Molecular heterogeneity in complete cytogenetic responders after interferon-alpha therapy for chronic myelogenous leukemia: low levels of minimal residual disease are associated with continuing remission. German CML Study Group and the UK MRC CML Study Group.

作者信息

Hochhaus A, Reiter A, Saussele S, Reichert A, Emig M, Kaeda J, Schultheis B, Berger U, Shepherd P C, Allan N C, Hehlmann R, Goldman J M, Cross N C

机构信息

III. Medizinische Universitätsklinik, Fakultät für Klinische Medizin, Mannheim der Universität Heidelberg, Mannheim, Germany.

出版信息

Blood. 2000 Jan 1;95(1):62-6.

Abstract

A substantial minority of patients with chronic myelogenous leukemia (CML) achieve a complete response (CR) to treatment with interferon-alpha (IFN), defined as the disappearance of Philadelphia chromosome-positive metaphases.

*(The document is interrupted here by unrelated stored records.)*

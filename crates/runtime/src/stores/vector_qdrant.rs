//! Qdrant adapter for the vector-index port.
//!
//! One collection, cosine distance, payloads kept on disk. Point ids are the
//! node uids, so re-ingesting the same entity upserts the same point.

use async_trait::async_trait;
use qdrant_client::config::QdrantConfig as ClientConfig;
use qdrant_client::qdrant::{
    condition::ConditionOneOf, r#match::MatchValue, value::Kind, vectors_config,
    with_payload_selector::SelectorOptions, Condition, CreateCollection, Distance, FieldCondition,
    Filter, Match, PointStruct, SearchPoints, UpsertPoints, Value as QdrantValue, VectorParams,
    VectorsConfig, WithPayloadSelector,
};
use qdrant_client::Qdrant;
use std::collections::HashMap;
use tracing::{debug, info};

use super::{VectorHit, VectorIndex, VectorPayload};
use crate::types::MemoryError;

fn store_err(e: qdrant_client::QdrantError) -> MemoryError {
    MemoryError::Store {
        reason: format!("qdrant: {e}"),
    }
}

pub struct QdrantVectorIndex {
    client: Qdrant,
    collection: String,
    dimension: usize,
}

impl QdrantVectorIndex {
    pub fn connect(url: &str, collection: &str, dimension: usize) -> Result<Self, MemoryError> {
        let client = Qdrant::new(ClientConfig::from_url(url)).map_err(store_err)?;
        info!(url, collection, dimension, "qdrant client configured");
        Ok(Self {
            client,
            collection: collection.to_string(),
            dimension,
        })
    }

    fn payload_map(payload: &VectorPayload) -> HashMap<String, QdrantValue> {
        HashMap::from([
            ("domain".to_string(), QdrantValue::from(payload.domain.clone())),
            ("node_id".to_string(), QdrantValue::from(payload.node_id.clone())),
            ("subtype".to_string(), QdrantValue::from(payload.subtype.clone())),
            ("name".to_string(), QdrantValue::from(payload.name.clone())),
            ("type".to_string(), QdrantValue::from(payload.node_type.clone())),
        ])
    }

    fn string_value(value: &QdrantValue) -> String {
        match &value.kind {
            Some(Kind::StringValue(s)) => s.clone(),
            _ => String::new(),
        }
    }

    fn keyword_condition(key: &str, value: &str) -> Condition {
        Condition {
            condition_one_of: Some(ConditionOneOf::Field(FieldCondition {
                key: key.to_string(),
                r#match: Some(Match {
                    match_value: Some(MatchValue::Keyword(value.to_string())),
                }),
                range: None,
                geo_bounding_box: None,
                geo_radius: None,
                values_count: None,
                geo_polygon: None,
                datetime_range: None,
                is_empty: None,
                is_null: None,
            })),
        }
    }

    /// Filter admitting the requested domain OR the `"general"` domain.
    fn domain_filter(domain: &str) -> Filter {
        Filter {
            should: vec![
                Self::keyword_condition("domain", domain),
                Self::keyword_condition("domain", "general"),
            ],
            min_should: None,
            must: vec![],
            must_not: vec![],
        }
    }
}

#[async_trait]
impl VectorIndex for QdrantVectorIndex {
    async fn ensure_collection(&self) -> Result<(), MemoryError> {
        let collections = self.client.list_collections().await.map_err(store_err)?;
        let exists = collections
            .collections
            .iter()
            .any(|c| c.name == self.collection);
        if exists {
            return Ok(());
        }

        let vectors_config = VectorsConfig {
            config: Some(vectors_config::Config::Params(VectorParams {
                size: self.dimension as u64,
                distance: Distance::Cosine as i32,
                hnsw_config: None,
                quantization_config: None,
                on_disk: None,
                datatype: None,
                multivector_config: None,
            })),
        };

        let create = CreateCollection {
            collection_name: self.collection.clone(),
            vectors_config: Some(vectors_config),
            on_disk_payload: Some(true),
            hnsw_config: None,
            wal_config: None,
            optimizers_config: None,
            shard_number: None,
            timeout: None,
            replication_factor: None,
            write_consistency_factor: None,
            init_from_collection: None,
            quantization_config: None,
            sharding_method: None,
            sparse_vectors_config: None,
            strict_mode_config: None,
        };

        self.client.create_collection(create).await.map_err(store_err)?;
        info!(collection = %self.collection, dimension = self.dimension, "created qdrant collection");
        Ok(())
    }

    async fn upsert(
        &self,
        point_id: &str,
        vector: &[f32],
        payload: &VectorPayload,
    ) -> Result<(), MemoryError> {
        let point = PointStruct::new(
            point_id.to_string(),
            vector.to_vec(),
            Self::payload_map(payload),
        );
        let upsert = UpsertPoints {
            collection_name: self.collection.clone(),
            wait: Some(true),
            points: vec![point],
            ordering: None,
            shard_key_selector: None,
        };
        self.client.upsert_points(upsert).await.map_err(store_err)?;
        debug!(point_id, "upserted vector point");
        Ok(())
    }

    async fn search(
        &self,
        vector: &[f32],
        limit: usize,
        domain_filter: Option<&str>,
        score_floor: Option<f32>,
    ) -> Result<Vec<VectorHit>, MemoryError> {
        let search = SearchPoints {
            collection_name: self.collection.clone(),
            vector: vector.to_vec(),
            vector_name: None,
            filter: domain_filter.map(Self::domain_filter),
            limit: limit as u64,
            with_payload: Some(WithPayloadSelector {
                selector_options: Some(SelectorOptions::Enable(true)),
            }),
            params: None,
            score_threshold: score_floor,
            offset: None,
            with_vectors: None,
            read_consistency: None,
            shard_key_selector: None,
            sparse_indices: None,
            timeout: None,
        };

        let response = self.client.search_points(search).await.map_err(store_err)?;

        let hits = response
            .result
            .into_iter()
            .map(|point| {
                let payload = VectorPayload {
                    domain: point
                        .payload
                        .get("domain")
                        .map(Self::string_value)
                        .unwrap_or_default(),
                    node_id: point
                        .payload
                        .get("node_id")
                        .map(Self::string_value)
                        .unwrap_or_default(),
                    subtype: point
                        .payload
                        .get("subtype")
                        .map(Self::string_value)
                        .unwrap_or_default(),
                    name: point
                        .payload
                        .get("name")
                        .map(Self::string_value)
                        .unwrap_or_default(),
                    node_type: point
                        .payload
                        .get("type")
                        .map(Self::string_value)
                        .unwrap_or_default(),
                };
                VectorHit {
                    point_id: payload.node_id.clone(),
                    score: point.score,
                    payload,
                }
            })
            .collect();

        Ok(hits)
    }

    async fn shutdown(&self) {
        // The gRPC channel closes on drop; nothing to flush.
        info!("qdrant client shutdown");
    }
}
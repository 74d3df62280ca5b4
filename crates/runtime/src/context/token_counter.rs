//! Token estimation for context pressure accounting.
//!
//! The pressure policy only needs an estimator that is strictly positive for
//! non-empty text and deterministic; the default uses a words-per-token
//! heuristic and can be swapped for a real tokenizer without touching policy.

use crate::types::Message;

/// Trait for estimating token counts in text and messages.
pub trait TokenEstimator: Send + Sync {
    /// Estimate tokens in a single string.
    fn estimate(&self, text: &str) -> usize;

    /// Estimate tokens across a slice of messages, counting the role tag.
    fn estimate_messages(&self, messages: &[Message]) -> usize {
        messages.iter().map(|m| self.estimate(&m.tagged())).sum()
    }
}

/// Heuristic estimator: `words / 0.75`, i.e. roughly 1.33 tokens per word.
#[derive(Debug, Clone, Copy, Default)]
pub struct WordEstimator;

impl TokenEstimator for WordEstimator {
    fn estimate(&self, text: &str) -> usize {
        (text.split_whitespace().count() as f64 / 0.75) as usize
    }
}

#[cfg(test)]
mod tests {
    use super::*;
    use crate::types::Role;

    #[test]
    fn empty_text_is_zero() {
        assert_eq!(WordEstimator.estimate(""), 0);
    }

    #[test]
    fn nonempty_text_is_positive_and_deterministic() {
        let text = "the quick brown fox jumps over the lazy dog";
        let first = WordEstimator.estimate(text);
        assert!(first > 0);
        assert_eq!(first, WordEstimator.estimate(text));
        // 9 words / 0.75 = 12
        assert_eq!(first, 12);
    }

    #[test]
    fn message_estimate_includes_role_tag() {
        let msg = Message::new(Role::User, "hello world");
        let tagged = WordEstimator.estimate(&msg.tagged());
        let bare = WordEstimator.estimate(&msg.content);
        assert!(tagged > bare);
        assert_eq!(WordEstimator.estimate_messages(&[msg.clone()]), tagged);
    }
}
//! End-to-end pipeline tests over the in-memory ports: pressure relief into
//! the queue, ingestion into the graph and vector index, and causal-graph
//! materialization.

use async_trait::async_trait;
use std::sync::Arc;

use vicw_runtime::config::{ColdPathConfig, ContextConfig, StateConfig};
use vicw_runtime::context::ContextManager;
use vicw_runtime::embedding::HashEmbeddingService;
use vicw_runtime::extractor::Extractor;
use vicw_runtime::inference::{InferenceOptions, InferenceProvider};
use vicw_runtime::queue::OffloadQueue;
use vicw_runtime::stores::memory::{MemoryGraphStore, MemoryKvStore, MemoryVectorIndex};
use vicw_runtime::stores::{EdgeKind, GraphStore, KvStore};
use vicw_runtime::types::{
    context_uid, placeholder_job_id, scoped_uid, JobMetadata, MemoryError, Message, OffloadJob,
    Role,
};
use vicw_runtime::worker::{ColdPathWorker, IngestionPipeline, SleepCycle};

/// Always answers with the same canned string.
struct CannedProvider(&'static str);

#[async_trait]
impl InferenceProvider for CannedProvider {
    async fn generate(
        &self,
        _messages: &[Message],
        _options: &InferenceOptions,
    ) -> Result<String, MemoryError> {
        Ok(self.0.to_string())
    }
}

struct Fixture {
    queue: Arc<OffloadQueue>,
    kv: Arc<MemoryKvStore>,
    vectors: Arc<MemoryVectorIndex>,
    graph: Arc<MemoryGraphStore>,
    worker: ColdPathWorker,
}

fn fixture(extraction_json: &'static str) -> Fixture {
    let queue = Arc::new(OffloadQueue::new(100));
    let kv = Arc::new(MemoryKvStore::new());
    let vectors = Arc::new(MemoryVectorIndex::new());
    let graph = Arc::new(MemoryGraphStore::new());
    let extractor = Arc::new(Extractor::new(Arc::new(CannedProvider(extraction_json)), 500));
    let embedder = Arc::new(HashEmbeddingService::new(64));

    let pipeline = Arc::new(IngestionPipeline::new(
        extractor.clone(),
        embedder.clone(),
        kv.clone(),
        vectors.clone(),
        graph.clone(),
    ));
    let sleep_cycle = Arc::new(SleepCycle::new(
        extractor,
        embedder,
        vectors.clone(),
        graph.clone(),
        ColdPathConfig::default(),
    ));
    let worker = ColdPathWorker::new(
        queue.clone(),
        pipeline,
        sleep_cycle,
        ColdPathConfig::default(),
    );

    Fixture {
        queue,
        kv,
        vectors,
        graph,
        worker,
    }
}

#[tokio::test]
async fn relief_to_ingestion_round_trip() {
    let fx = fixture(r#"{"entities": [], "events": []}"#);
    let config = ContextConfig {
        max_context_tokens: 1000,
        offload_threshold: 0.8,
        target_after_relief: 0.5,
        hysteresis_threshold: 0.7,
        ..ContextConfig::default()
    };
    let mut manager = ContextManager::new(config, StateConfig::default(), fx.queue.clone());

    // 9 × ~100-token messages crosses the 800-token trigger
    let filler = "word ".repeat(74);
    for _ in 0..9 {
        manager.append(Role::User, filler.clone());
    }
    assert_eq!(fx.queue.stats().current_size, 1);

    // The placeholder's mem_id names the enqueued job (invariant 3)
    let window = manager.window();
    let card = window
        .iter()
        .find(|m| m.is_placeholder())
        .expect("placeholder card present");
    let job_id = placeholder_job_id(card).expect("card names a job").to_string();

    // Cold path drains the queue and persists the chunk first
    let taken = fx.worker.process_batch_once().await;
    assert_eq!(taken, 1);
    assert_eq!(fx.worker.stats().processed, 1);

    let records = fx.kv.chunks_by_ids(&[job_id.clone()]).await.unwrap();
    assert_eq!(records.len(), 1);
    assert!(records[0].chunk_text.starts_with("user:"));
    assert!(!records[0].summary.is_empty());

    // The processed chunk surfaces through the recent-archives view
    let recent = fx.kv.recent_chunks(3).await.unwrap();
    assert_eq!(recent.len(), 1);
    assert_eq!(recent[0].job_id, job_id);
    assert!(fx.kv.recent_chunks(0).await.unwrap().is_empty());
}

#[tokio::test]
async fn causal_graph_materialization() {
    // S4: Alice initiates Meeting, Bob initiates Report, Meeting precedes
    // Report in flow F.
    let fx = fixture(
        r#"{
            "entities": [
                {"name": "Alice", "subtype": "person", "description": "organizer"},
                {"name": "Bob", "subtype": "person", "description": "author"}
            ],
            "events": [
                {"name": "Meeting", "subtype": "gathering", "description": "weekly sync",
                 "caused_by": ["Alice"], "next_event": "Report"},
                {"name": "Report", "subtype": "deliverable", "description": "status report",
                 "caused_by": ["Bob"], "next_event": null}
            ]
        }"#,
    );

    fx.queue.enqueue(OffloadJob::create(
        "user: Alice called a meeting\nassistant: Bob wrote the report".to_string(),
        40,
        2,
        JobMetadata {
            domain: "work".to_string(),
            thread_id: "F".to_string(),
            relief_num: 1,
        },
    ));
    fx.worker.process_batch_once().await;
    assert_eq!(fx.worker.stats().processed, 1);

    // Nodes: 2 entities + 2 events under the work context
    assert_eq!(fx.graph.entity_count(), 2);
    assert_eq!(fx.graph.event_count(), 2);

    let alice = scoped_uid("work", "Alice");
    let bob = scoped_uid("work", "Bob");
    let work = context_uid("work");

    let events = fx
        .graph
        .old_unconsolidated_events(f64::MAX, 10)
        .await
        .unwrap();
    let meeting = events.iter().find(|e| e.name == "Meeting").unwrap();
    let report = events.iter().find(|e| e.name == "Report").unwrap();

    // INITIATED edges resolve through deterministic entity uids
    assert!(fx.graph.has_edge(&alice, EdgeKind::Initiated, &meeting.uid));
    assert!(fx.graph.has_edge(&bob, EdgeKind::Initiated, &report.uid));

    // Flow linkage follows flow_step order within flow F
    assert_eq!(meeting.flow_step, 0);
    assert_eq!(report.flow_step, 1);
    assert!(fx.graph.has_edge(&meeting.uid, EdgeKind::Next, &report.uid));
    assert!(!fx.graph.has_edge(&report.uid, EdgeKind::Next, &meeting.uid));

    // Everything belongs to the context; the chunk mentions all four
    assert!(fx.graph.has_edge(&alice, EdgeKind::BelongsTo, &work));
    assert!(fx.graph.has_edge(&meeting.uid, EdgeKind::BelongsTo, &work));
    for uid in [&alice, &bob, &meeting.uid, &report.uid] {
        assert_eq!(fx.graph.edges_into(uid, EdgeKind::Mentions), 1);
    }

    // Each materialized node carries exactly one vector point
    assert_eq!(fx.vectors.len(), 4);
}

#[tokio::test]
async fn reingesting_a_chunk_is_entity_idempotent() {
    let fx = fixture(
        r#"{
            "entities": [{"name": "Alice", "subtype": "person", "description": "engineer"}],
            "events": [{"name": "Standup", "subtype": "meeting", "description": "",
                        "caused_by": [], "next_event": null}]
        }"#,
    );

    let job = OffloadJob::create(
        "user: Alice ran the standup".to_string(),
        10,
        1,
        JobMetadata {
            domain: "work".to_string(),
            thread_id: "F".to_string(),
            relief_num: 1,
        },
    );
    fx.queue.enqueue(job.clone());
    fx.worker.process_batch_once().await;
    fx.queue.enqueue(job);
    fx.worker.process_batch_once().await;

    // Entities MERGE onto deterministic uids; events are unique instances
    assert_eq!(fx.graph.entity_count(), 1);
    assert_eq!(fx.graph.event_count(), 2);
}

#[tokio::test]
async fn initiated_edge_miss_is_skipped_not_fatal() {
    // "Carol" is named as an agent but never extracted as an entity
    let fx = fixture(
        r#"{
            "entities": [],
            "events": [{"name": "Launch", "subtype": "action", "description": "",
                        "caused_by": ["Carol"], "next_event": null}]
        }"#,
    );

    fx.queue.enqueue(OffloadJob::create(
        "user: Carol launched it".to_string(),
        10,
        1,
        JobMetadata::default(),
    ));
    fx.worker.process_batch_once().await;

    // The job still succeeds; the dangling INITIATED edge is skipped
    assert_eq!(fx.worker.stats().processed, 1);
    assert_eq!(fx.worker.stats().failed, 0);
    assert_eq!(fx.graph.event_count(), 1);
    let carol = scoped_uid("general", "Carol");
    let events = fx
        .graph
        .old_unconsolidated_events(f64::MAX, 10)
        .await
        .unwrap();
    assert!(!fx.graph.has_edge(&carol, EdgeKind::Initiated, &events[0].uid));
}

#[tokio::test]
async fn prose_extraction_degrades_to_chunk_only() {
    // The model ignores the JSON contract entirely
    let fx = fixture("# Extraction\n\nHere are my thoughts in markdown prose.");

    fx.queue.enqueue(OffloadJob::create(
        "user: please remember this".to_string(),
        10,
        1,
        JobMetadata::default(),
    ));
    fx.worker.process_batch_once().await;

    // Job succeeds with empty extraction; provenance is preserved in KV
    assert_eq!(fx.worker.stats().processed, 1);
    assert_eq!(fx.graph.entity_count(), 0);
    assert_eq!(fx.graph.event_count(), 0);
    assert_eq!(fx.kv.chunk_count().await.unwrap(), 1);
}
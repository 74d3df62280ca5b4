//! Error types for the memory engine
//!
//! One error enum per the taxonomy: transient external failures, LLM
//! contract violations, store failures, configuration problems. Pipeline
//! stages catch at their boundary and degrade; only initialization errors
//! are fatal.

use thiserror::Error;

use crate::config::ConfigError;

/// Main error type for the memory engine.
#[derive(Error, Debug)]
pub enum MemoryError {
    #[error("Configuration error: {0}")]
    Configuration(#[from] ConfigError),

    #[error("Store error: {reason}")]
    Store { reason: String },

    #[error("Embedding error: {reason}")]
    Embedding { reason: String },

    #[error("LLM error: {reason}")]
    Llm { reason: String },

    #[error("LLM request timed out after {seconds}s")]
    LlmTimeout { seconds: u64 },

    #[error("Extraction contract violation: {reason}")]
    Extraction { reason: String },

    #[error("Not found: {reason}")]
    NotFound { reason: String },

    #[error("Invalid operation: {reason}")]
    InvalidOperation { reason: String },
}

impl MemoryError {
    /// Whether the error is a transient external failure worth retrying.
    pub fn is_transient(&self) -> bool {
        matches!(
            self,
            MemoryError::LlmTimeout { .. } | MemoryError::Llm { .. } | MemoryError::Store { .. }
        )
    }
}

impl From<serde_json::Error> for MemoryError {
    fn from(e: serde_json::Error) -> Self {
        MemoryError::Extraction {
            reason: format!("JSON parse failure: {e}"),
        }
    }
}

#[cfg(test)]
mod tests {
    use super::*;

    #[test]
    fn transient_classification() {
        assert!(MemoryError::LlmTimeout { seconds: 90 }.is_transient());
        assert!(MemoryError::Store {
            reason: "connection reset".into()
        }
        .is_transient());
        assert!(!MemoryError::NotFound {
            reason: "entity".into()
        }
        .is_transient());
    }
}
//! Loop-prevention guards.
//!
//! Two subsystems keep the agent from degenerating into repetition: the echo
//! guard compares each generated response against recent response embeddings
//! and drives regeneration with escalating directives, and the state
//! extractor feeds the boredom tracker by materializing goal/task/decision/
//! fact states from conversation text.

pub mod echo;
pub mod state_extractor;

pub use echo::{EchoGuard, GuardedResponse};
pub use state_extractor::{apply_state_changes, StateChange, StateExtractor};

Currently it is unclear how long IFN treatment should be continued for such patients. We used a competitive reverse transcriptase-polymerase chain reaction (RT-PCR) to quantify levels of BCR-ABL transcripts in 297 peripheral blood specimens collected from 54 patients who had achieved CR with IFN. The median duration of observation was 1.9 years (range, 0.3-11.0 years). Total ABL transcripts were quantified as internal control and results were expressed as the ratio BCR-ABL/ABL. All 54 patients had molecular evidence of residual disease, although 3 patients were intermittently PCR negative. The median BCR-ABL/ABL ratio at the time of maximal response for each patient was 0.045% (range, 0%-3. 6%). During the period of observation 14 patients relapsed, 11 cytogenetically to chronic phase disease and 3 directly to blastic phase. The median ratio of BCR-ABL/ABL at maximal response was significantly higher in patients who relapsed than in those who remained in CR (0.49% versus 0.021%, P < 0.0001). Our findings show that the level of residual disease falls with time in complete responders to IFN, but molecular evidence of disease is rarely if ever eliminated. The actual level of minimal residual disease correlates with the probability of relapse. We suggest that for patients who reach CR, IFN should be continued at least until relatively low levels of residual leukemia are achieved. (Blood. 2000;95:62-66)

摘要

相当一部分慢性粒细胞白血病(CML)患者对α干扰素(IFN)治疗可获得完全缓解(CR),完全缓解定义为费城染色体阳性中期相消失。目前尚不清楚此类患者应持续接受IFN治疗多长时间。我们采用竞争性逆转录聚合酶链反应(RT-PCR)对54例接受IFN治疗达到CR的患者所采集的297份外周血标本中的BCR-ABL转录本水平进行定量。观察的中位持续时间为1.9年(范围0.3 - 11.0年)。将总ABL转录本定量作为内对照,结果以BCR-ABL/ABL比值表示。所有54例患者均有残留疾病的分子学证据,尽管有3例患者PCR结果呈间歇性阴性。每位患者最大反应时的BCR-ABL/ABL比值中位数为0.045%(范围0% - 3.6%)。在观察期间,14例患者复发,11例细胞遗传学复发至慢性期疾病,3例直接复发至急变期。复发患者最大反应时的BCR-ABL/ABL比值中位数显著高于仍处于CR状态的患者(0.49%对0.021%,P < 0.0001)。我们的研究结果表明,对IFN治疗达到完全缓解的患者,残留疾病水平随时间下降,但疾病的分子学证据极少被清除。最小残留疾病的实际水平与复发概率相关。我们建议,对于达到CR的患者,应持续使用IFN至少至获得相对低水平的残留白血病。(《血液》。2000年;95:62 - 66)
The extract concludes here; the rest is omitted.